Özel hayatın gizliliğinin ihlali konusunda söylentilerin yaygınlaştığı bir dönemde 'yerin kulağı' benzetmesi ile bu kuşkuları artıran Başbakan'ın, dedikodu ve dinlemelerden medet ummaya çalışması; sözde sakladığı gerçekleri açıklamak adına muhataplarına süre tanıyarak şantajlı randevular vermesi, siyasi ahlak, yönetim kültürü ve demokratik düşünce açısından kabul edilemez irtifa kayıplarıdır. Ancak bu gelişmelerden daha vahimi ise yönetim aczi içindeki Başbakanın bu tavırlarının, 'sindirilmiş' kıtalar tarafından alkışlanması ve bunun aslında kendisine ve partisine yapılabilecek en büyük kötülük olduğu gerçeğinin hâlâ anlaşılamamış olmasıdır.
AKP bünyesinde bulunan sağduyu sahibi insanların Başbakan'a itidal yolunu gösterememeleri, giderek kirlenen ve kirlendikçe öfke dozu artan siyasetleri açısından büyük bir talihsizliktir.”
-“BAŞBAKAN, RTÜK BAŞKANININ GÖREVDEN ALINMASINI SAĞLAMALI”
Bahçeli, yolsuzluk suçlamaları parti yöneticilerine kadar ulaşmış olan Başbakan Erdoğan'ın bugün gelinen noktada, gerek Deniz Feneri davası ile gerekse partililerinin karıştığı diğer davalara ilgili olarak, hukuki sürecin hiçbir siyasi etki ve müdahale olmaksızın süratle işleyeceği yolunda Türk milletine güvence vermesi ve RTÜK Başkanı Zahid Akman'ın hukuki süreçte aklanana kadar görevden ayrılmasını sağlaması gerektiğini ifade etti. Bahçeli, “Başbakan Erdoğan'ın Kanal 7 ile kendisi ve partisi arasındaki ilişkilere bütün yönleri ile ve inandırıcı bir açıklama getirmesi ve İçişleri Bakanlığı vasıtasıyla Türkiye'deki yardım derneklerinin dışarıdan aldığı bağışlar hakkında kapsamlı bir hukuki inceleme başlatması gerekmektedir.
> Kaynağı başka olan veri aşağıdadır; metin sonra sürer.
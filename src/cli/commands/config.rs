use crate::cli::Context;
use crate::cli::parser::Commands;
use crate::config::Config;
use crate::errors::{AppError, AppResult};
use crate::ui::messages::{success, warning};
use std::process::Command;

/// Handle the `config` subcommand
pub fn handle(cmd: &Commands, ctx: &Context) -> AppResult<()> {
    if let Commands::Config {
        print_config,
        edit_config,
        editor,
    } = cmd
    {
        if *print_config {
            println!("📄 Current configuration:\n");
            println!("{}", ctx.cfg.to_yaml()?);
        }

        if *edit_config {
            let path = Config::config_file();

            let default_editor = std::env::var("EDITOR")
                .or_else(|_| std::env::var("VISUAL"))
                .unwrap_or_else(|_| {
                    if cfg!(target_os = "windows") {
                        "notepad".to_string()
                    } else {
                        "nano".to_string()
                    }
                });

            let editor_to_use = editor.clone().unwrap_or_else(|| default_editor.clone());

            match Command::new(&editor_to_use).arg(&path).status() {
                Ok(s) if s.success() => {
                    success(format!(
                        "Configuration file edited successfully using '{}'",
                        editor_to_use
                    ));
                }
                _ => {
                    warning(format!(
                        "Editor '{}' not available, falling back to '{}'",
                        editor_to_use, default_editor
                    ));

                    match Command::new(&default_editor).arg(&path).status() {
                        Ok(s) if s.success() => success(format!(
                            "Configuration file edited successfully using fallback '{}'",
                            default_editor
                        )),
                        _ => {
                            return Err(AppError::Config(format!(
                                "failed to edit configuration file using '{}'",
                                default_editor
                            )));
                        }
                    }
                }
            }
        }
    }

    Ok(())
}
pub mod colors;
pub mod date;
pub mod formatting;
pub mod table;

pub use formatting::fmt_hours;
pub use formatting::hours2readable;
// src/export/json_csv.rs

use crate::errors::{AppError, AppResult};
use crate::export::{OverviewExport, notify_export_success};
use crate::ui::messages::info;
use std::fs::File;
use std::io::Write;
use std::path::Path;

/// Export JSON pretty-printed.
pub(crate) fn export_json(rows: &[OverviewExport], path: &Path) -> AppResult<()> {
    info(format!("Exporting to JSON: {}", path.display()));

    let json_data = serde_json::to_string_pretty(rows)
        .map_err(|e| AppError::Export(format!("JSON serialization error: {e}")))?;

    let mut file = File::create(path)?;
    file.write_all(json_data.as_bytes())?;

    notify_export_success("JSON", path);
    Ok(())
}

/// Export CSV (header derived from the struct fields by serde).
pub(crate) fn export_csv(rows: &[OverviewExport], path: &Path) -> AppResult<()> {
    info(format!("Exporting to CSV: {}", path.display()));

    let mut wtr = csv::Writer::from_path(path)
        .map_err(|e| AppError::Export(format!("CSV open error: {e}")))?;

    for item in rows {
        wtr.serialize(item)
            .map_err(|e| AppError::Export(format!("CSV write error: {e}")))?;
    }

    wtr.flush()?;

    notify_export_success("CSV", path);
    Ok(())
}
use crate::cli::Context;
use crate::cli::parser::HoursAction;
use crate::core::access::{self, Action};
use crate::core::time_log::TimeLog;
use crate::errors::AppResult;
use crate::models::period::Period;
use crate::models::time_entry::{EntryPatch, TimeEntry};
use crate::ui::messages::success;
use crate::utils::date::parse_date;
use crate::utils::hours2readable;
use crate::utils::table::{Column, Table};
use serde_json::json;

pub fn handle(action: &HoursAction, ctx: &Context) -> AppResult<()> {
    let caller = ctx.caller;

    match action {
        HoursAction::Add {
            date,
            hours,
            minutes,
            work_order,
        } => {
            access::require(caller.role, Action::LogTime)?;

            let date = parse_date(date)?;
            let mut pool = ctx.open_pool()?;
            let id = TimeLog::record(
                &mut pool,
                caller.user_id,
                date,
                *hours,
                *minutes,
                *work_order,
            )?;

            success(format!(
                "Logged {}h {:02}m on {} for work order {} (entry {})",
                hours, minutes, date, work_order, id
            ));
        }

        HoursAction::List { period } => {
            access::require(caller.role, Action::ReadEntries)?;

            let period: Option<Period> = period.as_deref().map(str::parse).transpose()?;
            let mut pool = ctx.open_pool()?;
            let entries: Vec<TimeEntry> = TimeLog::list(&mut pool)?
                .into_iter()
                .filter(|e| period.is_none_or(|p| p.contains(e.date)))
                .collect();

            if entries.is_empty() {
                println!("⚠️  No time entries found.");
            } else {
                print!("{}", render(&entries));
            }
        }

        HoursAction::Edit {
            id,
            date,
            hours,
            minutes,
            work_order,
        } => {
            access::require(caller.role, Action::LogTime)?;

            let patch = EntryPatch {
                date: date.as_deref().map(parse_date).transpose()?,
                hours: *hours,
                minutes: *minutes,
                work_order_id: *work_order,
            };

            let mut pool = ctx.open_pool()?;
            let entry = TimeLog::update(&mut pool, caller.user_id, caller.role, *id, &patch)?;

            success(format!(
                "Entry {} now {} {}h {:02}m on work order {}",
                entry.id,
                entry.date_str(),
                entry.hours,
                entry.minutes,
                entry.work_order_id
            ));
        }

        HoursAction::Del { id } => {
            access::require(caller.role, Action::LogTime)?;

            let mut pool = ctx.open_pool()?;
            TimeLog::delete(&mut pool, caller.user_id, caller.role, *id)?;
            success(format!("Entry {id} deleted"));
        }

        HoursAction::Total { work_order, json } => {
            access::require(caller.role, Action::ReadEntries)?;

            let mut pool = ctx.open_pool()?;
            let total = TimeLog::total_for_work_order(&mut pool, *work_order)?;

            if *json {
                println!(
                    "{}",
                    json!({ "totalHours": total.hours, "totalMinutes": total.minutes })
                );
            } else {
                println!(
                    "⏱️  Work order {}: {}h {:02}m",
                    total.work_order_id, total.hours, total.minutes
                );
            }
        }
    }

    Ok(())
}

fn render(entries: &[TimeEntry]) -> String {
    let mut table = Table::new(vec![
        Column::right("ID", 5),
        Column::left("Date", 10),
        Column::right("User", 5),
        Column::right("WO", 6),
        Column::right("Time", 8),
    ]);

    for e in entries {
        table.add_row(vec![
            e.id.to_string(),
            e.date_str(),
            e.user_id.to_string(),
            e.work_order_id.to_string(),
            hours2readable(e.duration_hours(), false, false),
        ]);
    }
    table.render()
}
Başbakan ve AKP'nin bu şaibeden kurtulması ve vicdanlarda aklanmasının yegâne yolu ve öncelikli çaresi budur. Şeref ve haysiyet sahibi olmanın ilamı inançların paravan yapılarak medya karşısında meydan okumakla değil, yargı nezdinde hesap vererek aklanmaktan geçmektedir” dedi.
MHP için yolsuzluk ithamlarından kurtulmanın, yolsuzlukları önleyebilmenin yolunun “öfke ve hakaretle üste çıkmaya çalışmaktan ve muhataplarını sindirmekten” değil; “dokunulmazlıkların kaldırılması” ve çıkarılacak “Siyasi Ahlak Yasası” ile TBMM'den kuvvet alan “temiz siyaset, temiz toplum, temiz yönetim” anlayışının hakim kılınması olduğunu vurgulayan Bahçeli, şunları kaydetti:
“Bu konuda 26 Ağustos 2008 tarihli basın açıklamamızdaki önerilerimiz doğrultusunda acilen yolsuzluklarla mücadele için bir “milli program” hazırlanması artık kaçınılmaz hale gelmiştir. Ancak, çağırımız sözde ahlak ve dürüstlük mesajı verenlerden henüz karşılık bulmamıştır. TBMM'nin yeni yasama yılında yapması gereken ilk görev ve dürüstlükte samimiyet sınavı bu olmalıdır. Ancak bugünkü Meclis çoğunluğu açısından bu konuda öncelikli sorumluluk iktidar partisine düşmektedir.
Bunlar yapılmadığı ve yolsuzluların üzeri örtülmeye çalışıldığı takdirde, AKP'nin ampulü ile Deniz Feneri'nin aynı kirli yolu aydınlattığı açıklık kazanacaktır.
Bu kirlenmiş yolun yolcularının ise önce istismar edilmek istenen masum vicdanlarda mahkûmiyeti ve sonra yapılanların yüce adalet karşısında hesabının verileceği 'devri sabık' kaçınılmaz olacaktır.”